__PROBLEM STATEMENT__
Without leaving out a single line, copy the records exactly.

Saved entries
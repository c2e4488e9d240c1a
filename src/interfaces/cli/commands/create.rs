//! Create link command

use colored::Colorize;

use crate::interfaces::cli::CliError;
use crate::services::{CreateLinkRequest, LinkService};

pub async fn create_link(
    service: &LinkService,
    target_url: String,
    validity: Option<String>,
    custom_code: Option<String>,
) -> Result<(), CliError> {
    if target_url.trim().is_empty() {
        return Err(CliError::ParseError("Target URL cannot be empty".to_string()));
    }

    let generated = custom_code.as_deref().is_none_or(|c| c.trim().is_empty());
    let request = CreateLinkRequest {
        target_url,
        validity_minutes: validity,
        custom_code,
    };
    let link = service.create(request).await?;

    if generated {
        println!(
            "{} Generated random code: {}",
            "ℹ".bold().blue(),
            link.code.magenta()
        );
    }
    println!(
        "{} Created short link: {} -> {} (expires: {})",
        "✓".bold().green(),
        link.short_link.cyan(),
        link.target_url.blue().underline(),
        link.expires_display.yellow()
    );

    Ok(())
}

__TASK RESPONSE__
repository c2e4488e9d240c1a
filename src/interfaces/cli/commands/create.rs
//! Create link command

use colored::Colorize;

use crate::interfaces::cli::CliError;
use crate::services::{CreateLinkRequest, LinkService};

pub async fn create_link(
    service: &LinkService,
    target_url: String,
    validity: Option<String>,
    custom_code: Option<String>,
) -> Result<(), CliError> {
    if target_url.trim().is_empty() {
        return Err(CliError::ParseError("Target URL cannot be empty".to_string()));
    }

    let generated = custom_code.as_deref().is_none_or(|c| c.trim().is_empty());
    let request = CreateLinkRequest {
        target_url,
        validity_minutes: validity,
        custom_code,
    };
    let link = service.create(request).await?;

    if generated {
        println!(
            "{} Generated random code: {}",
            "ℹ".bold().blue(),
            link.code.magenta()
        );
    }
    println!(
        "{} Created short link: {} -> {} (expires: {})",
        "✓".bold().green(),
        link.short_link.cyan(),
        link.target_url.blue().underline(),
        link.expires_display.yellow()
    );

    Ok(())
}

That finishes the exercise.